On 18 October 2011 04:50, Colin D Bennett <colin at gibibit.com> wrote:
> On Fri, 9 Sep 2011 19:16:01 +1200
> Patrick van der Velde <petrikvandervelde at gmail.com> wrote:
>
>> Is there an alternative to Launchpad for bzr hosting.
>>...
>> I'd really like to use bzr for
>> my public code but Launchpad is just to crappy compared to
>> bitbucket or github.
>
> I'll chime in and say that while Launchpad is a great resource and
> has a lot of neat features, it feels UNBEARABLY slow compared to
> GitHub.  Just clicking on various page links within a project
> (Code, Bugs, whatever) takes 4 to 7 seconds on average to bring up
> the page for me.  Just a few clicks and it brings back the
> nostalgia that is my old 14.4k modem.

I certainly wish it was faster too.  (I've fixed some performance bugs
in my spare time, but there are a lot more.)  A few of the factors I'm
aware of are:

 * it's hosted in the UK, which is great for people there but pretty
bad for the rest of the world; if you're going to have a single site
the US is the place to put it
 * for a long time db performance was neglected; now the back-end time
is dropping quite a lot from month to month, but still not all it
could be
 * beyond back end render time there seems to be more ssl and request
overhead than would really be necessary, so this is deployment rather
than

It is an open project so patches are always welcome, and it is
possible to fix some of these things as a community contributor,
though I realize most people just want a service to use not a project
to hack on.

> I see that Launchpad uses https always, which is actually
> reassuring from a security standpoint, to prevent man-in-the-middle
> attacks, I guess.  But, is there any way to NOT use https and
> still have enough security?  We're not doing anything secret here,
> it's all open source, so no confidentiality issues.

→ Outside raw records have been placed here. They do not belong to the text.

#![forbid(unsafe_code)]

pub mod shutdown;
pub mod time;
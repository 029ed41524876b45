#![forbid(unsafe_code)]

use tokio::sync::watch;

/// Process-wide shutdown signal; `true` means stop.
pub type ShutdownRx = watch::Receiver<bool>;

/// Resolves once shutdown is requested. A dropped sender never resolves.
pub async fn wait_for_shutdown(rx: &mut ShutdownRx) {
	loop {
		if *rx.borrow_and_update() {
			return;
		}
		if rx.changed().await.is_err() {
			std::future::pending::<()>().await;
		}
	}
}
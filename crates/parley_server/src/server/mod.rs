#![forbid(unsafe_code)]

pub mod auth;
pub mod bridge;
pub mod connection;
pub mod http;
pub mod hub;
pub mod listener;
pub mod persist;
pub mod redis_store;
pub mod store;



#[cfg(test)]
mod session_tests;

#[cfg(test)]
mod store_tests;
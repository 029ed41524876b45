#![forbid(unsafe_code)]

use std::time::Duration;

use futures::StreamExt as _;
use parley_domain::{Message, RoomId, StoreKey, UserId};
use tokio::time::timeout;

use crate::server::store::{InMemoryMessageStore, MessageStore, topic_matches};

fn msg(content: &str) -> Message {
	Message::to_room(
		UserId::new("alice").expect("valid UserId"),
		RoomId::new("vip").expect("valid RoomId"),
		content,
	)
}

const HOUR: Duration = Duration::from_secs(60 * 60);

#[test]
fn glob_patterns() {
	assert!(topic_matches("chat:*", "chat:vip"));
	assert!(topic_matches("chat:*", "chat:"));
	assert!(!topic_matches("chat:*", "unread:bob"));
	assert!(topic_matches("chat:v?p", "chat:vip"));
	assert!(!topic_matches("chat:v?p", "chat:viip"));
	assert!(topic_matches("*:vip", "chat:vip"));
	assert!(topic_matches("c*t:*p", "chat:vip"));
	assert!(topic_matches("exact", "exact"));
	assert!(!topic_matches("exact", "exactly"));
	assert!(topic_matches("*", ""));
}

#[tokio::test]
async fn history_keeps_only_the_newest_entries() {
	let store = InMemoryMessageStore::default();
	let key = "chat:vip";

	for i in 0..60 {
		store
			.append_bounded(key, &msg(&format!("m{i}")), Some(50), HOUR)
			.await
			.expect("append");
	}

	let all = store.read_recent(key, None).await.expect("read");
	assert_eq!(all.len(), 50);
	assert_eq!(all.first().map(|m| m.content()), Some("m10"));
	assert_eq!(all.last().map(|m| m.content()), Some("m59"));

	let recent = store.read_recent(key, Some(3)).await.expect("read");
	let contents: Vec<_> = recent.iter().map(|m| m.content()).collect();
	assert_eq!(contents, vec!["m57", "m58", "m59"]);

	assert!(store.read_recent(key, Some(0)).await.expect("read").is_empty());
}

#[tokio::test]
async fn unbounded_lists_keep_everything() {
	let store = InMemoryMessageStore::default();
	for i in 0..120 {
		store
			.append_bounded("unread:bob", &msg(&format!("m{i}")), None, HOUR)
			.await
			.expect("append");
	}
	assert_eq!(store.read_recent("unread:bob", None).await.expect("read").len(), 120);
}

#[tokio::test]
async fn lists_expire_and_writes_refresh_the_ttl() {
	let store = InMemoryMessageStore::default();
	let ttl = Duration::from_millis(200);

	store.append_bounded("k", &msg("one"), None, ttl).await.expect("append");
	tokio::time::sleep(Duration::from_millis(120)).await;
	store.append_bounded("k", &msg("two"), None, ttl).await.expect("append");
	tokio::time::sleep(Duration::from_millis(120)).await;

	assert_eq!(store.read_recent("k", None).await.expect("read").len(), 2);

	tokio::time::sleep(Duration::from_millis(250)).await;
	assert!(store.read_recent("k", None).await.expect("read").is_empty());

	store.append_bounded("k", &msg("three"), None, ttl).await.expect("append");
	let fresh = store.read_recent("k", None).await.expect("read");
	assert_eq!(fresh.len(), 1, "expired entries must not come back");
}

#[tokio::test]
async fn purge_drops_only_expired_lists() {
	let store = InMemoryMessageStore::default();
	store
		.append_bounded("short", &msg("x"), None, Duration::from_millis(10))
		.await
		.expect("append");
	store.append_bounded("long", &msg("y"), None, HOUR).await.expect("append");

	tokio::time::sleep(Duration::from_millis(30)).await;
	assert_eq!(store.purge_expired().await, 1);
	assert_eq!(store.read_recent("long", None).await.expect("read").len(), 1);
}

#[tokio::test]
async fn clear_removes_the_list() {
	let store = InMemoryMessageStore::default();
	store.append_bounded("unread:bob", &msg("x"), None, HOUR).await.expect("append");
	store.clear("unread:bob").await.expect("clear");
	store.clear("unread:bob").await.expect("clear twice");
	assert!(store.read_recent("unread:bob", None).await.expect("read").is_empty());
}

#[tokio::test]
async fn drop_oldest_keeps_later_appends() {
	let store = InMemoryMessageStore::default();
	let key = "unread:bob";

	for content in ["a", "b", "c"] {
		store.append_bounded(key, &msg(content), None, HOUR).await.expect("append");
	}
	store.drop_oldest(key, 2).await.expect("drop");
	store.append_bounded(key, &msg("d"), None, HOUR).await.expect("append");

	let left: Vec<_> = store
		.read_recent(key, None)
		.await
		.expect("read")
		.iter()
		.map(|m| m.content().to_string())
		.collect();
	assert_eq!(left, vec!["c", "d"]);

	store.drop_oldest(key, 10).await.expect("drop");
	assert!(store.read_recent(key, None).await.expect("read").is_empty());
	store.drop_oldest("unread:nobody", 1).await.expect("missing key is fine");
}

#[tokio::test]
async fn huge_ttl_does_not_overflow() {
	let store = InMemoryMessageStore::default();
	store
		.append_bounded("chat:vip", &msg("forever"), Some(50), Duration::MAX)
		.await
		.expect("append");
	assert_eq!(store.read_recent("chat:vip", None).await.expect("read").len(), 1);
	assert_eq!(store.purge_expired().await, 0);
}

#[tokio::test]
async fn corrupt_entries_are_skipped_on_read() {
	let store = InMemoryMessageStore::default();
	store.append_bounded("k", &msg("ok"), None, HOUR).await.expect("append");
	store.append_raw_for_test("k", "not json").await;

	let read = store.read_recent("k", None).await.expect("read");
	assert_eq!(read.len(), 1);
	assert_eq!(read[0].content(), "ok");
}

#[tokio::test]
async fn pattern_subscription_filters_topics() {
	let store = InMemoryMessageStore::default();
	let mut sub = store.subscribe(StoreKey::ALL_ROOMS).await.expect("subscribe");

	store.publish_raw("unread:bob", "ignored".to_string());
	store.publish("chat:vip", &msg("hello")).await.expect("publish");

	let ev = timeout(Duration::from_millis(250), sub.next())
		.await
		.expect("event within timeout")
		.expect("stream open");
	assert_eq!(ev.topic, "chat:vip");
	let back: Message = serde_json::from_str(&ev.payload).expect("payload is a message");
	assert_eq!(back.content(), "hello");
}

#[tokio::test]
async fn dropping_the_subscription_unsubscribes() {
	let store = InMemoryMessageStore::default();
	let sub = store.subscribe("chat:*").await.expect("subscribe");
	assert_eq!(store.subscriber_count(), 1);
	drop(sub);
	assert_eq!(store.subscriber_count(), 0);
}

For a long time we had an item to switch Launchpad to using http for
requests for public objects, which is what many other sites were doing
a few years ago: as you logged in you would do a little dance through
https to http and back.  It takes a lot of care to make sure firstly
that you never serve private data over http, and secondly that you do
not pass credentials insecurely: the code may be open but we still
don't want people stealing cookies and changing things they shouldn't
be able to get at.

The currently popular approach is to just use ssl all the time and not
take the risk of leaking something.  In fact I think SPDY has no
option for unencrypted connections.  So it turns out at least in this
aspect lp was right all along.

Unauthenticated pages are served (eg to spiders) unencrypted.